Assigned task:
Once the lines below holding the string "Command" are counted, give that number alone.
--- START ---
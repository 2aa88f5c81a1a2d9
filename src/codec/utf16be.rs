//! UTF-16BE codec. Surrogate pairs are detected the same way the original
//! does — checking only the high byte of the first unit against `0xd8` —
//! and decoded with a formula that does not match the standard UTF-16
//! surrogate-pair algorithm. This is a known, deliberately preserved
//! discrepancy: see the crate-level notes on `Encoding::Utf16Be`.

use crate::error::{Error, Result};

use super::is_whitespace;

fn unit_width(bytes: &[u8], offset: usize) -> usize {
    if bytes[offset] & 0xfc == 0xd8 {
        4
    } else {
        2
    }
}

pub fn length(bytes: &[u8]) -> usize {
    let mut count = 0;
    let mut i = 0;
    while i + 1 < bytes.len() {
        let width = unit_width(bytes, i);
        if i + width > bytes.len() {
            break;
        }
        i += width;
        count += 1;
    }
    count
}

/// Non-standard surrogate decode: combines four bytes starting at a unit
/// whose high byte matches `0xd8` using bit positions that do not
/// reconstruct the code point the standard UTF-16 algorithm would.
fn decode_at(bytes: &[u8], offset: usize) -> u32 {
    if bytes[offset] & 0xfc == 0xd8 {
        let b0 = bytes[offset] as u32;
        let b1 = bytes[offset + 1] as u32;
        let b2 = bytes[offset + 2] as u32;
        let b3 = bytes[offset + 3] as u32;
        ((b0 & 0x03) << 18) + (b1 << 10) + ((b2 & 0x03) << 8) + b3
    } else {
        ((bytes[offset] as u32) << 8) + bytes[offset + 1] as u32
    }
}

pub fn code_unit_at(bytes: &[u8], index: usize) -> Result<u32> {
    let mut i = 0;
    let mut unit = 0;
    while i + 1 < bytes.len() {
        let width = unit_width(bytes, i);
        if i + width > bytes.len() {
            break;
        }
        if unit == index {
            return Ok(decode_at(bytes, i));
        }
        i += width;
        unit += 1;
    }
    Err(Error::RangeError)
}

pub fn print<W: std::io::Write>(sink: &mut W, bytes: &[u8], length: usize) -> std::io::Result<()> {
    print_range(sink, bytes, 0, length).map_err(|_| std::io::ErrorKind::InvalidData.into())
}

pub fn print_range<W: std::io::Write>(
    sink: &mut W,
    bytes: &[u8],
    start: usize,
    end: usize,
) -> Result<()> {
    let mut i = 0;
    let mut unit = 0;
    while i + 1 < bytes.len() && unit < end {
        let width = unit_width(bytes, i);
        if i + width > bytes.len() {
            break;
        }
        if unit >= start {
            let code_point = decode_at(bytes, i);
            let (buf, n) = super::utf8::encode(code_point);
            sink.write_all(&buf[..n]).map_err(|_| Error::Unexpected)?;
        }
        i += width;
        unit += 1;
    }
    Ok(())
}

pub fn trim(bytes: &[u8], len: usize) -> Result<(usize, usize)> {
    let start = trim_left(bytes)?;
    if start == len {
        return Ok((start, start));
    }
    Ok((start, trim_right(bytes, len)?))
}

pub fn trim_left(bytes: &[u8]) -> Result<usize> {
    let len = length(bytes);
    let mut start = 0;
    while start < len && is_whitespace(code_unit_at(bytes, start)?) {
        start += 1;
    }
    Ok(start)
}

pub fn trim_right(bytes: &[u8], len: usize) -> Result<usize> {
    let mut end = len;
    while end > 0 && is_whitespace(code_unit_at(bytes, end - 1)?) {
        end -= 1;
    }
    Ok(end)
}

#[cfg(test)]
mod tests {
    use super::*;

    #[test]
    fn bmp_round_trip() {
        let mut bytes = Vec::new();
        for unit in [0x0041u16, 0x00e9] {
            bytes.extend_from_slice(&unit.to_be_bytes());
        }
        assert_eq!(length(&bytes), 2);
        assert_eq!(code_unit_at(&bytes, 0).unwrap(), 0x41);
        assert_eq!(code_unit_at(&bytes, 1).unwrap(), 0xe9);
    }

    #[test]
    fn surrogate_like_unit_consumes_four_bytes() {
        let bytes = [0xd8u8, 0x00, 0xdc, 0x00];
        assert_eq!(length(&bytes), 1);
        // documents the non-standard decode, not the Unicode-correct value
        let decoded = code_unit_at(&bytes, 0).unwrap();
        assert_eq!(decoded, decode_at(&bytes, 0));
    }

    #[test]
    fn print_emits_utf8() {
        let mut bytes = Vec::new();
        bytes.extend_from_slice(&0x0041u16.to_be_bytes());
        let mut out = Vec::new();
        print(&mut out, &bytes, 1).unwrap();
        assert_eq!(out, b"A");
    }
}
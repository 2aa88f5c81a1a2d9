//! Lazy slice of another node: `[start, end)` into a source, with no bytes
//! of its own until [`super::reconstruct`] forces it to materialize.

use super::{add_referencer, new_node, NodeRef, Payload};

pub(crate) fn new(source: &NodeRef, start: usize, end: usize) -> NodeRef {
    let node = new_node(Payload::Substring {
        source: source.clone(),
        start,
        end,
    });
    add_referencer(source, &node);
    node
}
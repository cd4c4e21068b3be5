//! Downstream services that scheduled requests are delivered to
//!
//! Each client makes exactly one attempt per call; retries belong to the
//! worker pool so every downstream gets the same policy.

mod email;
mod error;
mod http;

use std::sync::Arc;

use async_trait::async_trait;
use reqwest::Response;
use serde_json::Value;
use tracing::debug;

use crate::scheduler::{JobKind, ScheduledRequest};

pub use email::{EmailClient, EmailRecipients, EmailRequest, REQUIRED_EMAIL_FIELDS, missing_email_fields};
pub use error::{DownstreamError, is_retryable_status};
pub use http::HttpDownstream;

/// A service that performs the actual outbound call
#[async_trait]
pub trait Downstream: Send + Sync {
    async fn call(&self, request: &ScheduledRequest) -> Result<Value, DownstreamError>;
}

/// Routes each request to the downstream for its kind
#[derive(Clone, Default)]
pub struct JobRouter {
    http: Option<Arc<dyn Downstream>>,
    email: Option<Arc<dyn Downstream>>,
}

impl JobRouter {
    pub fn new() -> Self {
        Self::default()
    }

    pub fn with_http(mut self, downstream: Arc<dyn Downstream>) -> Self {
        self.http = Some(downstream);
        self
    }

    pub fn with_email(mut self, downstream: Arc<dyn Downstream>) -> Self {
        self.email = Some(downstream);
        self
    }

    /// Whether requests of this kind have somewhere to go
    pub fn handles(&self, kind: JobKind) -> bool {
        self.route(kind).is_some()
    }

    fn route(&self, kind: JobKind) -> Option<&Arc<dyn Downstream>> {
        match kind {
            JobKind::Http => self.http.as_ref(),
            JobKind::Email => self.email.as_ref(),
        }
    }
}

#[async_trait]
impl Downstream for JobRouter {
    async fn call(&self, request: &ScheduledRequest) -> Result<Value, DownstreamError> {
        debug!(request_id = %request.id, kind = %request.kind, "JobRouter::call: called");
        match self.route(request.kind) {
            Some(downstream) => downstream.call(request).await,
            None => Err(DownstreamError::InvalidPayload(format!(
                "no downstream configured for {} requests",
                request.kind
            ))),
        }
    }
}

/// Turn a downstream response into its JSON body or an error
pub(crate) async fn read_response(response: Response) -> Result<Value, DownstreamError> {
    let status = response.status().as_u16();

    if status == 429 {
        let retry_after = response
            .headers()
            .get("retry-after")
            .and_then(|v| v.to_str().ok())
            .and_then(|s| s.parse::<u64>().ok())
            .unwrap_or(60);
        debug!(retry_after, "read_response: rate limited (429)");
        return Err(DownstreamError::RateLimited {
            retry_after: std::time::Duration::from_secs(retry_after),
        });
    }

    if !response.status().is_success() {
        let message = response.text().await.unwrap_or_default();
        debug!(status, "read_response: API error");
        return Err(DownstreamError::ApiError { status, message });
    }

    let body = response.bytes().await?;
    if body.is_empty() {
        return Ok(Value::Null);
    }
    Ok(serde_json::from_slice(&body)?)
}

/// Map a reqwest failure, keeping timeouts distinct
pub(crate) fn transport_error(e: reqwest::Error, timeout: std::time::Duration) -> DownstreamError {
    if e.is_timeout() {
        DownstreamError::Timeout(timeout)
    } else {
        DownstreamError::Network(e)
    }
}
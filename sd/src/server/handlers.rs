//! Intake route handlers

use axum::Json;
use axum::extract::State;
use axum::http::{HeaderMap, StatusCode, header};
use serde_json::{Value, json};
use tracing::debug;

use super::AppState;
use super::extract::ApiJson;
use super::error::{ApiError, MISSING_EMAIL_FIELDS_MESSAGE};
use crate::downstream::missing_email_fields;
use crate::scheduler::{JobKind, ScheduleReceipt, SchedulerError};

/// Body field that may carry the caller's credential
const API_KEY_FIELD: &str = "apiKey";

pub async fn submit_request(
    State(state): State<AppState>,
    headers: HeaderMap,
    ApiJson(mut body): ApiJson<Value>,
) -> Result<(StatusCode, Json<ScheduleReceipt>), ApiError> {
    debug!("submit_request: called");
    if !state.routes.handles(JobKind::Http) {
        return Err(SchedulerError::Configuration("no HTTP endpoint configured".to_string()).into());
    }

    let from_body = body
        .as_object_mut()
        .and_then(|fields| fields.remove(API_KEY_FIELD))
        .and_then(|v| v.as_str().map(str::to_string));
    let credential = bearer_token(&headers).or(from_body);

    let receipt = state.scheduler.submit(JobKind::Http, body, credential).await?;
    Ok((StatusCode::ACCEPTED, Json(receipt)))
}

pub async fn trigger_email(
    State(state): State<AppState>,
    ApiJson(body): ApiJson<Value>,
) -> Result<(StatusCode, Json<ScheduleReceipt>), ApiError> {
    debug!("trigger_email: called");
    let missing = missing_email_fields(&body);
    if !missing.is_empty() {
        return Err(ApiError::Validation {
            message: MISSING_EMAIL_FIELDS_MESSAGE.to_string(),
            missing,
        });
    }

    let Some(api_key) = state.email_api_key.clone() else {
        return Err(SchedulerError::Configuration("email API key not configured".to_string()).into());
    };
    if !state.routes.handles(JobKind::Email) {
        return Err(SchedulerError::Configuration("no email provider configured".to_string()).into());
    }

    let mut receipt = state.scheduler.submit(JobKind::Email, body, Some(api_key)).await?;
    receipt.message = "Email sending event accepted.".to_string();
    Ok((StatusCode::ACCEPTED, Json(receipt)))
}

pub async fn queue_status(State(state): State<AppState>) -> Result<Json<Value>, ApiError> {
    debug!("queue_status: called");
    let queue_state = state.scheduler.queue_state().await?;
    let next_delay_ms = state.scheduler.preview_delay().await?;
    let stats = state.scheduler.stats().await;
    Ok(Json(json!({
        "queue": state.scheduler.config().queue_name,
        "state": queue_state,
        "nextDelayMs": next_delay_ms,
        "stats": stats,
    })))
}

pub async fn reset_queue(State(state): State<AppState>) -> Result<Json<Value>, ApiError> {
    debug!("reset_queue: called");
    let queue_state = state.scheduler.reset().await?;
    Ok(Json(json!({ "state": queue_state })))
}

pub async fn health() -> Json<Value> {
    Json(json!({ "status": "ok" }))
}

fn bearer_token(headers: &HeaderMap) -> Option<String> {
    headers
        .get(header::AUTHORIZATION)
        .and_then(|v| v.to_str().ok())
        .and_then(|v| v.trim().split_once(' '))
        .filter(|(scheme, _)| scheme.eq_ignore_ascii_case("bearer"))
        .map(|(_, token)| token.trim().to_string())
        .filter(|token| !token.is_empty())
}

#[cfg(test)]
mod tests {
    use super::*;
    use axum::http::HeaderValue;

    #[test]
    fn test_bearer_token() {
        let mut headers = HeaderMap::new();
        assert_eq!(bearer_token(&headers), None);

        headers.insert(header::AUTHORIZATION, HeaderValue::from_static("Bearer abc"));
        assert_eq!(bearer_token(&headers).as_deref(), Some("abc"));

        headers.insert(header::AUTHORIZATION, HeaderValue::from_static("Basic abc"));
        assert_eq!(bearer_token(&headers), None);

        headers.insert(header::AUTHORIZATION, HeaderValue::from_static("Bearer "));
        assert_eq!(bearer_token(&headers), None);
    }

    #[test]
    fn test_bearer_scheme_is_case_insensitive() {
        let mut headers = HeaderMap::new();
        for value in ["bearer abc", "BEARER abc", "Bearer   abc "] {
            headers.insert(header::AUTHORIZATION, HeaderValue::from_static(value));
            assert_eq!(bearer_token(&headers).as_deref(), Some("abc"), "header {value:?}");
        }

        headers.insert(header::AUTHORIZATION, HeaderValue::from_static("Bearerabc"));
        assert_eq!(bearer_token(&headers), None);
    }
}
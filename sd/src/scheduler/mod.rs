//! Rate-smoothing scheduler
//!
//! Assigns each incoming request a dispatch delay derived from a shared
//! backlog record, so bursts reach the downstream at a steady rate.

mod clock;
mod config;
mod core;
mod error;
mod queue;

pub use clock::{Clock, ManualClock, SystemClock};
pub use config::SchedulerConfig;
pub use core::{Scheduler, plan_delay};
pub use error::SchedulerError;
pub use queue::{JobKind, QueueState, ScheduleReceipt, ScheduledRequest, SchedulerStats, generate_request_id};
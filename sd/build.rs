use std::process::Command;

fn main() {
    let describe = Command::new("git")
        .args(["describe", "--tags", "--always", "--dirty"])
        .output()
        .ok()
        .filter(|output| output.status.success())
        .and_then(|output| String::from_utf8(output.stdout).ok())
        .map(|s| s.trim().to_string())
        .filter(|s| !s.is_empty())
        .unwrap_or_else(|| std::env::var("CARGO_PKG_VERSION").unwrap_or_default());

    println!("cargo:rustc-env=GIT_DESCRIBE={}", describe);
    println!("cargo:rerun-if-changed=../.git/HEAD");
}
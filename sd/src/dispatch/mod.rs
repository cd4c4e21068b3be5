//! Delayed dispatch of scheduled requests

mod delay_queue;

use std::time::Duration;

use async_trait::async_trait;
use thiserror::Error;
use tracing::debug;

use crate::scheduler::ScheduledRequest;

pub use delay_queue::DelayQueue;

/// Errors from handing a request to the dispatch queue
#[derive(Debug, Clone, PartialEq, Eq, Error)]
pub enum DispatchError {
    #[error("Dispatch queue is full")]
    Full,

    #[error("Dispatch queue is closed")]
    Closed,
}

/// Accepts a request and releases it after `delay`
#[async_trait]
pub trait DispatchQueue: Send + Sync {
    async fn enqueue(&self, request: ScheduledRequest, delay: Duration) -> Result<(), DispatchError>;
}

/// Accepts everything and dispatches nothing (dry runs)
#[derive(Debug, Default, Clone, Copy)]
pub struct DiscardQueue;

#[async_trait]
impl DispatchQueue for DiscardQueue {
    async fn enqueue(&self, request: ScheduledRequest, delay: Duration) -> Result<(), DispatchError> {
        debug!(request_id = %request.id, ?delay, "DiscardQueue::enqueue: dropped");
        Ok(())
    }
}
--- END ---
Solution to the problem:
2